Directions:
Your answer should hold all lines of the entries that include the word "single".

Input:
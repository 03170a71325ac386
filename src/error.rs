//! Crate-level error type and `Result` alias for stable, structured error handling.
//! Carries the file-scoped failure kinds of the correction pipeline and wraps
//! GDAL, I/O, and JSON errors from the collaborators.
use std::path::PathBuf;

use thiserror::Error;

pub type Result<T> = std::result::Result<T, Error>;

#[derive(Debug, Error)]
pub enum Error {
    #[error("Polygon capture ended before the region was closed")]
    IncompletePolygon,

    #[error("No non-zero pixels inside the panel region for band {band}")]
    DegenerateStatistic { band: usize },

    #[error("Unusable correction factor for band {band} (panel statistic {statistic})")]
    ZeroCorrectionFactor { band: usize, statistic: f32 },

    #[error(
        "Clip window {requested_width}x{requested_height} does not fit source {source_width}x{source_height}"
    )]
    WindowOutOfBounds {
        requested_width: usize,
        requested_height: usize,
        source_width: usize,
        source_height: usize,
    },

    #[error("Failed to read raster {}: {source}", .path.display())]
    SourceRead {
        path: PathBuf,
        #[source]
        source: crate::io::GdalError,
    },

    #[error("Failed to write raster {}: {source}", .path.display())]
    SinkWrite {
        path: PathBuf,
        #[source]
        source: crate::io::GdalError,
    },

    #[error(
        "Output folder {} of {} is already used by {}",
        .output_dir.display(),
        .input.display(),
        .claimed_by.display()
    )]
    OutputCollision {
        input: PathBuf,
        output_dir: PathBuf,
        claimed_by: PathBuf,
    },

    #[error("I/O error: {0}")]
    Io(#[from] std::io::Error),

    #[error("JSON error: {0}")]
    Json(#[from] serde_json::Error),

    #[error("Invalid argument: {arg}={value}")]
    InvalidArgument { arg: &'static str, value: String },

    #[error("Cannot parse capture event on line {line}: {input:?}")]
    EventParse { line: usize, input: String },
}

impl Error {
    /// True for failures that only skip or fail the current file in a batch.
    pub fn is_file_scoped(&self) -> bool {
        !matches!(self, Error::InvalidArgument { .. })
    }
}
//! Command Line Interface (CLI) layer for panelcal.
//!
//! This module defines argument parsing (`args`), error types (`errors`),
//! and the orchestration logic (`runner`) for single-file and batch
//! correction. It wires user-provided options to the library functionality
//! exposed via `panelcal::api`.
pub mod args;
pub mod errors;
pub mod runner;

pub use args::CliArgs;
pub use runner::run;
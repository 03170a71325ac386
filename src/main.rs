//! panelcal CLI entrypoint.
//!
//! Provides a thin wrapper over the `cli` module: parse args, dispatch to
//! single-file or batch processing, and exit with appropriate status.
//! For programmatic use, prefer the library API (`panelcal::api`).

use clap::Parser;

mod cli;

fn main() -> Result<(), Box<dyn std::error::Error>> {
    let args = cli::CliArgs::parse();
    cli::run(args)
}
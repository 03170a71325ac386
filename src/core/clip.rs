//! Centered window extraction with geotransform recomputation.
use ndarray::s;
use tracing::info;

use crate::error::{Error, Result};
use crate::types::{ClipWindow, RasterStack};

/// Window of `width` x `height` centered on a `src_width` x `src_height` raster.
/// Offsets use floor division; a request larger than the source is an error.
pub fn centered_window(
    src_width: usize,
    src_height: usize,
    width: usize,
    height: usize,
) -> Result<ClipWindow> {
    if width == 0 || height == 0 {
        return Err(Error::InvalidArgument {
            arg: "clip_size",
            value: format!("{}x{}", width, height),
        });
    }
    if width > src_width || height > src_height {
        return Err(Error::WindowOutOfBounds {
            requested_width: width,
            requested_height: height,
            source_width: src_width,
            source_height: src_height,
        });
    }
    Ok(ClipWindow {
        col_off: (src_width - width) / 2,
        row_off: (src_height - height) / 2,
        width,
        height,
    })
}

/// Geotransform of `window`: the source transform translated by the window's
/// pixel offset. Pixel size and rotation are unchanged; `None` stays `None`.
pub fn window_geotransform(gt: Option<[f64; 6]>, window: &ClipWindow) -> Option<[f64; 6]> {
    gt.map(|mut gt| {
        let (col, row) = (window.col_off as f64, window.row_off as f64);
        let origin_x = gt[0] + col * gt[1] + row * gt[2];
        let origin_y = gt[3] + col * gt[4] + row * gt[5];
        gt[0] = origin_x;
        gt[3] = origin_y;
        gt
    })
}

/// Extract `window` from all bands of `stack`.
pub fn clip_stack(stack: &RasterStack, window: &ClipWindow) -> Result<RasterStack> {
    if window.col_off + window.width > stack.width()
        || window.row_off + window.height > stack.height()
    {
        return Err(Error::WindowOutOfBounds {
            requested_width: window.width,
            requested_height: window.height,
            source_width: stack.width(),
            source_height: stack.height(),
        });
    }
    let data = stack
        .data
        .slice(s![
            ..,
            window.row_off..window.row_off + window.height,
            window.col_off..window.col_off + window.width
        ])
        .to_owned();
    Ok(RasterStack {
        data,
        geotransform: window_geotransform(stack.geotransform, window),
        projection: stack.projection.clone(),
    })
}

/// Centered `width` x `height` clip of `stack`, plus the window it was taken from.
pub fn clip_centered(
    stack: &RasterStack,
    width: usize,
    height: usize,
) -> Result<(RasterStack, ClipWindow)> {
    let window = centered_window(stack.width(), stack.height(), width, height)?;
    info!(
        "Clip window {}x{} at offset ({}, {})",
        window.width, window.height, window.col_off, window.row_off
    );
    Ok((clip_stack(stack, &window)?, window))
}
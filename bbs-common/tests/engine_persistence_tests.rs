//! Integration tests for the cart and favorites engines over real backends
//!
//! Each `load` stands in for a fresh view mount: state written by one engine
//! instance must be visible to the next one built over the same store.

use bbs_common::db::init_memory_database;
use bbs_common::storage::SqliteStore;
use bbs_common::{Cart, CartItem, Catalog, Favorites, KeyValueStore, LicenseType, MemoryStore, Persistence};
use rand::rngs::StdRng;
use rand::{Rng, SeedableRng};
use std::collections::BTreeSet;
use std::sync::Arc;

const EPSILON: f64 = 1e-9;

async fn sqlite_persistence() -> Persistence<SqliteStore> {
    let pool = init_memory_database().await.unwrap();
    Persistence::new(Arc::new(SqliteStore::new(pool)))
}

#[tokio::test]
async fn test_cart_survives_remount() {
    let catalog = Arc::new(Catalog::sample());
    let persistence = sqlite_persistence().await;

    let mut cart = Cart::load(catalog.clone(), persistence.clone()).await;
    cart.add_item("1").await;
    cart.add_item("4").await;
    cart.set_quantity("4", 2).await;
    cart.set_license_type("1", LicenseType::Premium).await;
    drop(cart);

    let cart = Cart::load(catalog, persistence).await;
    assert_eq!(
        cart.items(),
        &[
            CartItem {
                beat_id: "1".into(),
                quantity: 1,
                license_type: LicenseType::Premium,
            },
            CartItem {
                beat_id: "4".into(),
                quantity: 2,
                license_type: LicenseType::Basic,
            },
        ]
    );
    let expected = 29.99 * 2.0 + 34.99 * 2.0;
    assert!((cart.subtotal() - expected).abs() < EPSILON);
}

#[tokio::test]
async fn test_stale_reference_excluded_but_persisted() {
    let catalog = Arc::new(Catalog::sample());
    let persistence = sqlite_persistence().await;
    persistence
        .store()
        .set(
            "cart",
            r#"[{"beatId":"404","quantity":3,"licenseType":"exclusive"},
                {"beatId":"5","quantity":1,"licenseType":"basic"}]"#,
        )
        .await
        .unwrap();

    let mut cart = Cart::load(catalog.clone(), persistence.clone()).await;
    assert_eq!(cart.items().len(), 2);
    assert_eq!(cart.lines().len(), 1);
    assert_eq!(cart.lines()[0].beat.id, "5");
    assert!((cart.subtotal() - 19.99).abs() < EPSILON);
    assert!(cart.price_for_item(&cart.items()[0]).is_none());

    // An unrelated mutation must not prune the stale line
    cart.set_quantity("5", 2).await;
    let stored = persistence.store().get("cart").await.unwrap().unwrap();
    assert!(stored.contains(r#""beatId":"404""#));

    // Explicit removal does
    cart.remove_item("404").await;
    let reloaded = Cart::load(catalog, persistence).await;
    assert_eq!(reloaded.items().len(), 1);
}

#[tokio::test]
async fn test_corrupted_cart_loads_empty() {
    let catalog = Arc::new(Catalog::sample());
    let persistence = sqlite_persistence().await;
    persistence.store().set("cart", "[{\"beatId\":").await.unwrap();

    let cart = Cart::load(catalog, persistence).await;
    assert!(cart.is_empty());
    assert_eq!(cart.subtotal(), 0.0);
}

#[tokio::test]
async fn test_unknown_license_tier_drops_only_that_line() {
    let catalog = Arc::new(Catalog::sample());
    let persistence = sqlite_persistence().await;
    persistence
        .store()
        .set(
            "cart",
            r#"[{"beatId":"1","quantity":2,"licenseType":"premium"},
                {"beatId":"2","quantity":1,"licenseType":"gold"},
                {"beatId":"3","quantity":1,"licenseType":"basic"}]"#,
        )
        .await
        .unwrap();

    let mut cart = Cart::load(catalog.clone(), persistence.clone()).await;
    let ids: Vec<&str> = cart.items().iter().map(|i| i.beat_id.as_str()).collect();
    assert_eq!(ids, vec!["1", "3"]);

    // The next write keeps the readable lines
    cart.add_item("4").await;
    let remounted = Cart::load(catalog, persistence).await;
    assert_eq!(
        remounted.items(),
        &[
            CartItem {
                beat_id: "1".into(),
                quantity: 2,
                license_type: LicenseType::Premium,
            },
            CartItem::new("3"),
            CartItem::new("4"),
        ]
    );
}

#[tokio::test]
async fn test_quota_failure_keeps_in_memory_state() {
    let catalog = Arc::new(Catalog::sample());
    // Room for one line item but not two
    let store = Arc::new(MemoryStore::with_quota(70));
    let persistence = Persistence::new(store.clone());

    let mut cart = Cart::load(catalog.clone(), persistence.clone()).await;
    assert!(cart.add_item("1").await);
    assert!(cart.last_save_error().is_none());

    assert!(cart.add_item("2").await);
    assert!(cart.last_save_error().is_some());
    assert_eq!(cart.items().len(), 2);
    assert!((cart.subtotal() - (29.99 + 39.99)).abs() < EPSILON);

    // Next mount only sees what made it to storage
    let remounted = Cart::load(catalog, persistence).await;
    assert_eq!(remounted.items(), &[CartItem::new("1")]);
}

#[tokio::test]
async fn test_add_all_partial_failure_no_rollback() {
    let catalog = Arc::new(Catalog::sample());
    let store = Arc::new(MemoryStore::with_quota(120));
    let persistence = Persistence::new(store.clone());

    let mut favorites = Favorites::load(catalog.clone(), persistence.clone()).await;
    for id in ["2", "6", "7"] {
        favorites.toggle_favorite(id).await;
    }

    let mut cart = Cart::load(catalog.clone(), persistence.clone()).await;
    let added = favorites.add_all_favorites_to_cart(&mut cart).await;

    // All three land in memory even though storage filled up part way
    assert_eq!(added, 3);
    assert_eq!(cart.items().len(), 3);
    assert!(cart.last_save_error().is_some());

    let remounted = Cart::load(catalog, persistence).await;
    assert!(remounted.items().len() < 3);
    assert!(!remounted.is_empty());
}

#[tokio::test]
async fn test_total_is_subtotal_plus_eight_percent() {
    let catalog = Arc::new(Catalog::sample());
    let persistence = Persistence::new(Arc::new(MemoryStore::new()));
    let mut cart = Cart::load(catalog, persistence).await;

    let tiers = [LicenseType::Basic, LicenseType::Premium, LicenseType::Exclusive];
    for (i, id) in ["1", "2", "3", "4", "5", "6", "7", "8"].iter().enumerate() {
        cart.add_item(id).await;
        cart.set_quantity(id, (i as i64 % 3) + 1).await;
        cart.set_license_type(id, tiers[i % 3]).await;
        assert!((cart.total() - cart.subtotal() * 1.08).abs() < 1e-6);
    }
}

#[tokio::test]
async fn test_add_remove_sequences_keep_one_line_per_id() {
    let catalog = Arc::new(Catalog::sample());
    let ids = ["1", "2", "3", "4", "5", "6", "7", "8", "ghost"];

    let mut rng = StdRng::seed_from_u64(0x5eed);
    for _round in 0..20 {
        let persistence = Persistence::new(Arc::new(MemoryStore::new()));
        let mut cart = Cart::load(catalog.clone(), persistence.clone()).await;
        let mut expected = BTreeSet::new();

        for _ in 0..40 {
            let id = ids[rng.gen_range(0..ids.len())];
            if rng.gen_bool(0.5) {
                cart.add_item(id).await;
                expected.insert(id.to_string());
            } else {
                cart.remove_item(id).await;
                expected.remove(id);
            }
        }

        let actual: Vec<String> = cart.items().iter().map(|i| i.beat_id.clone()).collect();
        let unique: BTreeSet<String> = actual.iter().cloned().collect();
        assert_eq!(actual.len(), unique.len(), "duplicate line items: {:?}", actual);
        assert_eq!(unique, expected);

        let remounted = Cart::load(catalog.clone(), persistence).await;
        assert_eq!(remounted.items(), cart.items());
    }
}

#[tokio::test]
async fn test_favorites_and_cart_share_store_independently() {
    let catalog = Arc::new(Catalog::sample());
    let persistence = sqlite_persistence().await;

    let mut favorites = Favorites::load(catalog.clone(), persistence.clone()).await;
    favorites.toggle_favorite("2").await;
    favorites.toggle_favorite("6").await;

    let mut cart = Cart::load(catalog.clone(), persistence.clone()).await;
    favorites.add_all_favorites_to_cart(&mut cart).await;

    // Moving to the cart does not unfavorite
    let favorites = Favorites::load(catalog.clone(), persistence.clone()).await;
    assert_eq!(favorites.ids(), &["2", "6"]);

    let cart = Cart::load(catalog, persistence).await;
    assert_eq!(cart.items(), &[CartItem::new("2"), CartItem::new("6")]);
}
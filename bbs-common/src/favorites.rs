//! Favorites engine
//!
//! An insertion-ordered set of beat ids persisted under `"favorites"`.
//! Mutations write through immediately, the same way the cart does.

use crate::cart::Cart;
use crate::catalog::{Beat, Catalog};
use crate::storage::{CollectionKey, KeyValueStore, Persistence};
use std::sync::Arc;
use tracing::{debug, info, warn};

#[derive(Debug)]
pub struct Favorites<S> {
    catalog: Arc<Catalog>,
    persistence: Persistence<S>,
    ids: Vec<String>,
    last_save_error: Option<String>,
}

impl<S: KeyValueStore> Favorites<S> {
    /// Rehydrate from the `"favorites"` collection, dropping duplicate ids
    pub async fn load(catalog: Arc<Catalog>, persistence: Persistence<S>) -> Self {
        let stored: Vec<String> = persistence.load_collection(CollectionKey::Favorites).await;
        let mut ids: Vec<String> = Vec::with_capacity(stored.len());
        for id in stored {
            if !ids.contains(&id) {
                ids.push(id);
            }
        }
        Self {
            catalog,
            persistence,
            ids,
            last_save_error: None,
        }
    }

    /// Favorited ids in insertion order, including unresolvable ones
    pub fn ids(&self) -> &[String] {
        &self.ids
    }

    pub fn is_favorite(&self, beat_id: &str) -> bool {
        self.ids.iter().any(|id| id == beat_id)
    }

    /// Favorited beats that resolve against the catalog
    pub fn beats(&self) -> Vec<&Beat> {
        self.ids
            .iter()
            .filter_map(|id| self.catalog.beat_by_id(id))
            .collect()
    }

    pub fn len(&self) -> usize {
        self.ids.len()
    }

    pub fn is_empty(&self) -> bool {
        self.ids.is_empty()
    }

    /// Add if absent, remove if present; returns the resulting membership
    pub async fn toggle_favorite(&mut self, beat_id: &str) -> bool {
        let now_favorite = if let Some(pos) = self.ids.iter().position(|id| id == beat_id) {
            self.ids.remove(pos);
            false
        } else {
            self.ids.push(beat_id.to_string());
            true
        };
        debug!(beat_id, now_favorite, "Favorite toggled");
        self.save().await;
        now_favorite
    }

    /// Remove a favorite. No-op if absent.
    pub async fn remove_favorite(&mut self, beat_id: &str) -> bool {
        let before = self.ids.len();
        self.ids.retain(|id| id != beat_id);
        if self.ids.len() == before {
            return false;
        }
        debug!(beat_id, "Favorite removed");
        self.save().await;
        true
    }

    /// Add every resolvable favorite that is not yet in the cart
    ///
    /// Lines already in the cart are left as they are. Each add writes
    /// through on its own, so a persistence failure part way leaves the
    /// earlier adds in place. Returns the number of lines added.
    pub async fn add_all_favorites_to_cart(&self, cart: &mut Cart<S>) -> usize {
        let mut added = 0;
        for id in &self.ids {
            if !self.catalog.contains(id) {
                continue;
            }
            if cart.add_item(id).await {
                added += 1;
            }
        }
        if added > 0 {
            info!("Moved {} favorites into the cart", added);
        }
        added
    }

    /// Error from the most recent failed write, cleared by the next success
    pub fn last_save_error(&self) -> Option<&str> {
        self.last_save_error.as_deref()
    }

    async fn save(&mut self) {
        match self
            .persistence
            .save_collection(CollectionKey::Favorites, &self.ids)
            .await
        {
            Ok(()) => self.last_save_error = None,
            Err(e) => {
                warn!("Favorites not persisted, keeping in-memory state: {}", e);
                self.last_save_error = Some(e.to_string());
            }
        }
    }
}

Exercise result:
//! and the orchestration logic (`runner`) for single-file and batch
//! single-file or batch processing, and exit with appropriate status.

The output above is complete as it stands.